• **Task details**
In the lines below, count those containing the word "types" and give the number alone.

• **Dataset content**
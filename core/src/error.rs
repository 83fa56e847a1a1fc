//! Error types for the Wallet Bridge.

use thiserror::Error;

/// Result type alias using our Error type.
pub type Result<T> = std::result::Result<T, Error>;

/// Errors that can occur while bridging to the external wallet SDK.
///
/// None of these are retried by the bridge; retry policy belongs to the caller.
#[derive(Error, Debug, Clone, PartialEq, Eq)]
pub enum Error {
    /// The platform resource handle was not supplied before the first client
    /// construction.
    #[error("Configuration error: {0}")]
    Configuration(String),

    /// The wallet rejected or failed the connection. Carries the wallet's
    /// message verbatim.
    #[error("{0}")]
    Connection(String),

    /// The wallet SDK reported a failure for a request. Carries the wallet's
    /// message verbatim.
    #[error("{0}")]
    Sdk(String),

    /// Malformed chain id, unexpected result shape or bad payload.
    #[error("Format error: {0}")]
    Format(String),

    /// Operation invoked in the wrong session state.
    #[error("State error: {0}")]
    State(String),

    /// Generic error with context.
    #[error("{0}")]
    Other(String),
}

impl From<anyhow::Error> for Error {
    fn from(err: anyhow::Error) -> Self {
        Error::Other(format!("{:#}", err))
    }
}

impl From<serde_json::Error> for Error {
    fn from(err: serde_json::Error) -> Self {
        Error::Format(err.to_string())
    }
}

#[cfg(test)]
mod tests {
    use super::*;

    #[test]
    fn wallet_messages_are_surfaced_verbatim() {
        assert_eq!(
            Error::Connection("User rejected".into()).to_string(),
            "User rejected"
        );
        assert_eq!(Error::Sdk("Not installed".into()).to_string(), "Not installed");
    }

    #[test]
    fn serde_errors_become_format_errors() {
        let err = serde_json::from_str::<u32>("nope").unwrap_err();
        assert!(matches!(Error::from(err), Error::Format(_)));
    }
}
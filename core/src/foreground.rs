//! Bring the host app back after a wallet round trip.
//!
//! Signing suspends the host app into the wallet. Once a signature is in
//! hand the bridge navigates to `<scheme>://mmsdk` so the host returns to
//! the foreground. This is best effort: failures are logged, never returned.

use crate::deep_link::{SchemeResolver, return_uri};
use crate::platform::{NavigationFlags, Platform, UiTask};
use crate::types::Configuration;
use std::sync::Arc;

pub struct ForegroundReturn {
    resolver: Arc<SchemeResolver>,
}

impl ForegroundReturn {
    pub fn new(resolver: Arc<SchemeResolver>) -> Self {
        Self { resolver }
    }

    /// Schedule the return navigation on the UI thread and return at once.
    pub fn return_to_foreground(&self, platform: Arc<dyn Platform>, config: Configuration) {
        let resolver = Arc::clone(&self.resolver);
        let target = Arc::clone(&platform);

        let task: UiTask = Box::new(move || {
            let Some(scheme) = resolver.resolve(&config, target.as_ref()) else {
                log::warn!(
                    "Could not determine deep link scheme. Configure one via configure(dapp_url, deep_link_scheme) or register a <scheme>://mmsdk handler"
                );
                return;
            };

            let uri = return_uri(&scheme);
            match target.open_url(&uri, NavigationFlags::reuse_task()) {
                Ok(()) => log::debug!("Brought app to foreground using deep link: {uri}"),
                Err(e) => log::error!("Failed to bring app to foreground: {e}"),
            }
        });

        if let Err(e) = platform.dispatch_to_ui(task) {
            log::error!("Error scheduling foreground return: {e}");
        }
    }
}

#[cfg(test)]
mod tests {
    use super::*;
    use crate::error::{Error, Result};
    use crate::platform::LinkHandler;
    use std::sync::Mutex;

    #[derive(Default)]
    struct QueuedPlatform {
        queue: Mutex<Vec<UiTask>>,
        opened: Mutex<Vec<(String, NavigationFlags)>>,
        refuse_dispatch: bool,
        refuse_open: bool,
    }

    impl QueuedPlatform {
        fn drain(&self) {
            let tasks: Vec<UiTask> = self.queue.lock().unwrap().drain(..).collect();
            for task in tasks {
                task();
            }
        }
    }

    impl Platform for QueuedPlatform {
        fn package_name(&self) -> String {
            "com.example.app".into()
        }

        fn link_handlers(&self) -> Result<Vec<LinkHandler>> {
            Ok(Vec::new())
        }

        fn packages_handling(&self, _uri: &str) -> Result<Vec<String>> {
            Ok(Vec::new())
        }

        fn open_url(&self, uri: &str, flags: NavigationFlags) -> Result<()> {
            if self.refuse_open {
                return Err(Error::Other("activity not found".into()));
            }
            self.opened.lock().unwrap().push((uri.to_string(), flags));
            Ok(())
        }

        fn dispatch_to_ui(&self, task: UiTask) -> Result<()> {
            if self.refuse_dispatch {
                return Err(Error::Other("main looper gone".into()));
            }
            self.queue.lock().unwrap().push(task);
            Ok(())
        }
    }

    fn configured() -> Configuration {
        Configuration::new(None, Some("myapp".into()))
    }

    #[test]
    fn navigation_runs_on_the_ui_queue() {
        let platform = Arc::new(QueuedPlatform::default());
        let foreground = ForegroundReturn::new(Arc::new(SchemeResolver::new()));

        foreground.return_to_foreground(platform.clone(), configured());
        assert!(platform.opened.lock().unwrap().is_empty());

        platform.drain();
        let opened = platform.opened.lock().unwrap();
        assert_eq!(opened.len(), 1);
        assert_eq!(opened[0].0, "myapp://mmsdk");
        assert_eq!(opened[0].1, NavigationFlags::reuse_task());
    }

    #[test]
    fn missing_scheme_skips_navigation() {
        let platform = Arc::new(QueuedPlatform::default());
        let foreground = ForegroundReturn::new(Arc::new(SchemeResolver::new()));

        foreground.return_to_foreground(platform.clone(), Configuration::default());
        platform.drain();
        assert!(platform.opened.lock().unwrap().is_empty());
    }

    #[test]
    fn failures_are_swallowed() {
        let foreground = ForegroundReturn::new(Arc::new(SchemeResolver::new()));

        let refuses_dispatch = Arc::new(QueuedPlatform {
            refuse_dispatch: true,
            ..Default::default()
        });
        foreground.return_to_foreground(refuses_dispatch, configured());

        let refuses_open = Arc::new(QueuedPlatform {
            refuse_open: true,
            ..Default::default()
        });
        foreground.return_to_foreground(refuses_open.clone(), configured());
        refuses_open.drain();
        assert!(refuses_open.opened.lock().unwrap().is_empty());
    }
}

• **Answer box**
2